Je suis snob et je ne me soigne pas


Petit bréviair du snobisme
Dernièrement, j’ai testé le salon de thé Hermès. L’occasion de faire un petit tour par la
librairie et de dénicher un opus qui m’était jusqu’alors inconnu mais que j’ai dévoré avec délectation : Le petit bréviaire du snobisme par Antonius Moonen.
Inutile de vous dire que je me suis jetée dessus, et pas uniquement parce que ça me faisait un joli sac Hermès à arborer à la sortie.

Snob est un adjectif qu’on me lance depuis des années, utilisé le plus souvent dans un sens péjoratif, uniquement parce que j’ai quelques idées et que je n’en démords pas. Oui, je suis allée des
années durant en vacances à Saint-Tropez, et force est de constater que le village a perdu de son charme avec l’arrivée de nouveaux riches sans aucune éducation. Y aller en juin
ou en septembre semble être l’unique solution.

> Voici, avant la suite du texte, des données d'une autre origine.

// SPDX-License-Identifier: BUSL-1.1
// Copyright (c) 2026 Alfred Jean LLC

//! Dashboard projection: a flat snapshot of system state rendered to
//! Markdown and written atomically.
//!
//! Rendering and writing never fail the cycle that triggered them — the
//! loop logs and moves on.

use crate::bus::EventBus;
use crate::runtime::LoopStatus;
use chrono::{DateTime, Utc};
use hive_core::{LogData, StructuredLogger};
use parking_lot::Mutex;
use serde::Serialize;
use serde_json::Value;
use std::collections::VecDeque;
use std::fmt::Write as _;
use std::path::PathBuf;
use std::sync::Arc;

/// Task counters for the current session.
#[derive(Debug, Clone, Copy, Default, PartialEq, Eq, Serialize)]
#[serde(rename_all = "camelCase")]
pub struct TaskStats {
    pub pending: usize,
    pub in_progress: usize,
    pub completed_today: u64,
    pub failed_today: u64,
}

/// One worker's row in the health table.
#[derive(Debug, Clone, Serialize)]
#[serde(rename_all = "camelCase")]
pub struct AgentHealthEntry {
    pub name: String,
    /// "healthy", "unhealthy", or "unknown" (never probed).
    pub status: String,
    /// Relative time of the last dispatch, e.g. "2m ago".
    pub last_activity: String,
    pub tasks_completed: u64,
}

/// One line of the recent-activity feed.
#[derive(Debug, Clone, Serialize)]
#[serde(rename_all = "camelCase")]
pub struct ActivityEntry {
    pub timestamp: DateTime<Utc>,
    pub source: String,
    pub action: String,
    /// "success", "failure", or "pending".
    pub result: String,
    #[serde(skip_serializing_if = "Option::is_none")]
    pub details: Option<String>,
}

/// Condensed pending approval shown on the dashboard.
#[derive(Debug, Clone, Serialize)]
#[serde(rename_all = "camelCase")]
pub struct ApprovalSummary {
    pub id: String,
    pub action_type: String,
    pub requested_at: DateTime<Utc>,
    pub user_id: String,
    pub summary: String,
}

/// The full renderable snapshot.
#[derive(Debug, Clone, Serialize)]
#[serde(rename_all = "camelCase")]
pub struct DashboardState {
    pub loop_status: LoopStatus,
    pub active_agents: usize,
    pub total_agents: usize,
    pub cycle_number: u64,
    pub pending_approvals: Vec<ApprovalSummary>,
    pub recent_activity: Vec<ActivityEntry>,
    pub task_stats: TaskStats,
    pub agent_health: Vec<AgentHealthEntry>,
    pub last_updated: DateTime<Utc>,
}

impl DashboardState {
    pub fn to_value(&self) -> Value {
        serde_json::to_value(self).unwrap_or(Value::Null)
    }
}

/// Bounded ring buffer of recent task activity, fed from `task:*` events.
#[derive(Clone)]
pub struct ActivityFeed {
    entries: Arc<Mutex<VecDeque<ActivityEntry>>>,
    capacity: usize,
}

impl ActivityFeed {
    pub fn new(capacity: usize) -> Self {
        Self {
            entries: Arc::new(Mutex::new(VecDeque::with_capacity(capacity))),
            capacity,
        }
    }

    /// Subscribe to `task:*` on the bus, translating lifecycle events into
    /// feed lines.
    pub fn subscribe(&self, bus: &EventBus) {
        let feed = self.clone();
        bus.on("task:*", move |topic, data| {
            let result = match topic {
                "task:completed" => "success",
                "task:failed" => "failure",
                _ => "pending",
            };
            let source = data
                .get("taskId")
                .and_then(Value::as_str)
                .unwrap_or("unknown")
                .to_string();
            let details = data
                .get("error")
                .and_then(Value::as_str)
                .map(|s| s.to_string());
            feed.record(source, topic.to_string(), result.to_string(), details);
        });
    }

    pub fn record(&self, source: String, action: String, result: String, details: Option<String>) {
        let mut entries = self.entries.lock();
        if entries.len() == self.capacity {
            entries.pop_front();
        }
        entries.push_back(ActivityEntry {
            timestamp: Utc::now(),
            source,
            action,
            result,
            details,
        });
    }

    /// Most recent entries, newest first, capped at `limit`.
    pub fn recent(&self, limit: usize) -> Vec<ActivityEntry> {
        self.entries
            .lock()
            .iter()
            .rev()
            .take(limit)
            .cloned()
            .collect()
    }
}

/// Renders [`DashboardState`] to Markdown and writes it atomically.
pub struct DashboardProjector {
    path: PathBuf,
    logger: StructuredLogger,
}

impl DashboardProjector {
    pub fn new(path: impl Into<PathBuf>, log_dir: Option<PathBuf>) -> Self {
        Self {
            path: path.into(),
            logger: StructuredLogger::new("loop:dashboard", log_dir),
        }
    }

    pub fn path(&self) -> &PathBuf {
        &self.path
    }

    /// Render the fixed Markdown template.
    pub fn render(state: &DashboardState) -> String {
        let ts = state.last_updated.format("%Y-%m-%d %H:%M:%S");
        let mut out = String::new();

        let _ = writeln!(out, "# Hive Dashboard");
        let _ = writeln!(out, "> Auto-generated at {}", ts);
        let _ = writeln!(out);
        let _ = writeln!(out, "## System Status");
        let _ = writeln!(
            out,
            "- **Coordination Loop**: {}",
            state.loop_status.to_string().to_uppercase()
        );
        let _ = writeln!(
            out,
            "- **Active Agents**: {}/{}",
            state.active_agents, state.total_agents
        );
        let _ = writeln!(out, "- **Current Cycle**: #{}", state.cycle_number);
        let _ = writeln!(out);

        let _ = writeln!(out, "## Agent Health");
        let _ = writeln!(out, "| Agent | Status | Last Activity | Tasks Completed |");
        let _ = writeln!(out, "|-------|--------|---------------|-----------------|");
        for agent in &state.agent_health {
            let _ = writeln!(
                out,
                "| {} | {} | {} | {} |",
                agent.name, agent.status, agent.last_activity, agent.tasks_completed
            );
        }
        let _ = writeln!(out);

        let _ = writeln!(
            out,
            "## Pending Approvals ({})",
            state.pending_approvals.len()
        );
        if state.pending_approvals.is_empty() {
            let _ = writeln!(out, "*No pending approvals*");
        } else {
            for approval in &state.pending_approvals {
                let _ = writeln!(out);
                let _ = writeln!(out, "### {}", approval.action_type);
                let _ = writeln!(out, "- **ID**: `{}`", approval.id);
                let _ = writeln!(
                    out,
                    "- **Requested**: {}",
                    approval.requested_at.format("%Y-%m-%d %H:%M:%S")
                );
                let _ = writeln!(out, "- **User**: {}", approval.user_id);
                let _ = writeln!(out, "- **Details**: {}", approval.summary);
            }
        }
        let _ = writeln!(out);

        let _ = writeln!(out, "## Recent Activity");
        if state.recent_activity.is_empty() {
            let _ = writeln!(out, "*No recent activity*");
        } else {
            for activity in &state.recent_activity {
                let _ = write!(
                    out,
                    "- [{}] **{}**: {} - {}",
                    activity.timestamp.format("%H:%M:%S"),
                    activity.source,
                    activity.action,
                    activity.result
                );
                if let Some(details) = &activity.details {
                    let _ = write!(out, " ({})", details);
                }
                let _ = writeln!(out);
            }
        }
        let _ = writeln!(out);

        let _ = writeln!(out, "## Task Queue");
        let _ = writeln!(out, "- **Pending**: {}", state.task_stats.pending);
        let _ = writeln!(out, "- **In Progress**: {}", state.task_stats.in_progress);
        let _ = writeln!(
            out,
            "- **Completed Today**: {}",
            state.task_stats.completed_today
        );
        let _ = writeln!(out, "- **Failed Today**: {}", state.task_stats.failed_today);
        let _ = writeln!(out);
        let _ = writeln!(out, "---");
        let _ = writeln!(out, "*Last updated: {}*", ts);

        out
    }

    /// Render and write via temp-file rename.
    pub async fn write(&self, state: &DashboardState) -> std::io::Result<()> {
        let content = Self::render(state);

        if let Some(parent) = self.path.parent() {
            tokio::fs::create_dir_all(parent).await?;
        }
        let temp = self.path.with_extension("tmp");
        if let Err(e) = tokio::fs::write(&temp, &content).await {
            let _ = tokio::fs::remove_file(&temp).await;
            return Err(e);
        }
        if let Err(e) = tokio::fs::rename(&temp, &self.path).await {
            let _ = tokio::fs::remove_file(&temp).await;
            return Err(e);
        }

        self.logger.info(
            "write_dashboard",
            LogData::output(serde_json::json!({
                "path": self.path.display().to_string(),
                "size": content.len(),
            })),
        );
        Ok(())
    }
}

#[cfg(test)]
#[path = "dashboard_tests.rs"]
mod tests;
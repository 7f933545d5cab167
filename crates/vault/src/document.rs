// SPDX-License-Identifier: BUSL-1.1
// Copyright (c) 2026 Alfred Jean LLC

//! Vault documents and the `_vault_metadata` envelope.

use crate::folder::Folder;
use chrono::{DateTime, Utc};
use serde::{Deserialize, Serialize};
use serde_json::{Map, Value};

/// Key under which the store keeps its bookkeeping inside each JSON file.
pub(crate) const METADATA_KEY: &str = "_vault_metadata";

/// Store-owned metadata persisted alongside document content.
#[derive(Debug, Clone, PartialEq, Serialize, Deserialize)]
pub(crate) struct Metadata {
    pub created_at: DateTime<Utc>,
    pub modified_at: DateTime<Utc>,
    pub folder: Folder,
}

/// A document read from the vault: content with metadata stripped out.
#[derive(Debug, Clone, PartialEq)]
pub struct Document {
    /// Document id (filename without the `.json` extension).
    pub id: String,
    /// Folder the document was read from.
    pub folder: Folder,
    /// Content with the metadata envelope removed.
    pub content: Map<String, Value>,
    pub created_at: DateTime<Utc>,
    pub modified_at: DateTime<Utc>,
}

impl Document {
    /// Split raw file JSON into content and metadata.
    ///
    /// Unknown keys inside `_vault_metadata` are ignored; a missing or
    /// malformed envelope falls back to `now` timestamps and the folder the
    /// file was found in, so hand-dropped files are still readable.
    pub(crate) fn from_raw(id: &str, folder: Folder, mut raw: Map<String, Value>) -> Document {
        let meta = raw
            .remove(METADATA_KEY)
            .and_then(|v| parse_metadata(&v))
            .unwrap_or_else(|| {
                let now = Utc::now();
                Metadata {
                    created_at: now,
                    modified_at: now,
                    folder,
                }
            });

        Document {
            id: id.to_string(),
            folder,
            content: raw,
            created_at: meta.created_at,
            modified_at: meta.modified_at,
        }
    }
}

/// Tolerant metadata parse: required fields only, extra keys dropped.
fn parse_metadata(value: &Value) -> Option<Metadata> {
    let map = value.as_object()?;
    let created_at = serde_json::from_value(map.get("created_at")?.clone()).ok()?;
    let modified_at = serde_json::from_value(map.get("modified_at")?.clone()).ok()?;
    let folder = serde_json::from_value(map.get("folder")?.clone()).ok()?;
    Some(Metadata {
        created_at,
        modified_at,
        folder,
    })
}

/// Attach (or refresh) the metadata envelope on raw content before writing.
pub(crate) fn stamp(
    mut content: Map<String, Value>,
    folder: Folder,
    created_at: DateTime<Utc>,
    modified_at: DateTime<Utc>,
) -> Map<String, Value> {
    let meta = Metadata {
        created_at,
        modified_at,
        folder,
    };
    // Serializing a Metadata cannot fail; fall back to dropping the envelope
    // rather than the write.
    if let Ok(value) = serde_json::to_value(&meta) {
        content.insert(METADATA_KEY.to_string(), value);
    }
    content
}

#[cfg(test)]
#[path = "document_tests.rs"]
mod tests;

Parmi mes autres défauts, on peut lister mon allergie aux sanitaires publics, mon incapacité maniaque à emprunter chaussures ou vêtements (et à prêter les
miens), mon aversion pour le cheap bas de gamme sans aucun style, mon arrogance face à tout ce que je n’admire pas d’une façon ou d’une autre (et sachez-le, cela fait beaucoup de
choses), mon désintérêt de la chose publique (puisqu’elle est publique, elle ne me concerne pas), ou encore mon idée personnelle d’une bonne compagnie.

Pour autant, je suis à première vue tout ce qu’il y a de plus normal, quoique pouvant sembler un peu hautaine parfois (les talons y sont pour beaucoup : quand vous regardez les
gens de haut, ils le prennent souvent pour eux). Mes goûts sont éclectiques, et j’irais même jusqu’à dire que je suis bon public. En revanche, tombez dans le graveleux sans
humour, le pseudo-décalé sordide ou le manque de classe patenté, et ma générosité naturelle s’envole aussitôt.

D’un redoutable esprit de synthèse, j’analyse tout ce qui est à ma portée et ai la critique facile, au grand désespoir de quelques personnes faisant volontiers
preuve d’une certaine charité envers les fautes de goût évidentes, souvent orchestrée par des magazines qui savent que pour vendre il faut donner dans le neuf, quitte à ridiculiser nombre de
lectrices (et lecteurs, mais dans une moindre mesure) influençables.

A la lecture de ce bréviaire, j’ai donc pu constater que ce “défaut” dont on m’a longtemps affublée n’est en réalité qu’une qualité qui se perd avec les bonnes manières. Car
malgré ma fâcheuse tendance à n’en faire qu’à ma tête tout en imposant mon point de vue (seul valable, cela se vérifie chaque jour), je fais preuve d’une éducation à toute
épreuve, ce qui est d’autant plus désagréable pour les malheureux qui oseraient s’attaquer à moi.

Une question se profile donc à l’horizon : faut-il revendiquer son snobisme, au risque de faire des émules qui, loin de l’être naturellement, le seraient par mimique ? Car si le
snobisme est une qualité, le généraliser en ferait un banal trait de caractère. Alors oui, je suis snob, et non, je n’envisage pas de me soigner…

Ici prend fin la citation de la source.